Habitat.—Central Pacific, Station 276, surface.
5. Drymosphæra dendrophora, n. sp. (Pl. [20], figs. 1, 1a, 1b).
Inner shell with irregular, polygonal meshes and very thin thread-like bars; outer shell one and a half times as broad, with simple triangular meshes and thicker bars, which bear a forest of very numerous, repeatedly dichotomous or irregularly branched, curved by-spines, longer than the diameter of the outer shell. Radial main spines with three dentated edges. All parts of the skeleton, the net bars as well as the radial beams and spines, are very elegantly denticulated (fig. 1b). The central capsule (fig. 1a) completely distends the inner shell and forces out protuberances through all its pores; in its centre lies a nucleus one-third its size.

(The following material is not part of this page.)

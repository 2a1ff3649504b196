pub mod edit_raw;
pub mod save_image;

Dimensions.—Diameter of the outer shell 0.25, inner 0.16.
Habitat.—Central Pacific, Station 271, surface.
Genus 100. Astrosphæra,[[135]] n. gen.
Definition.—Astrosphærida with two extracapsular cortical shells, connected by long, prismatic, radial spines; inner and outer shell with thin radial by-spines.
The genus Astrosphæra differs from its ancestral form, Leptosphæra, in the development of radial by-spines on the surface of both shells.
Subgenus 1. Astrosphærella, Haeckel.
Definition.—Radial main spines simple without lateral branches.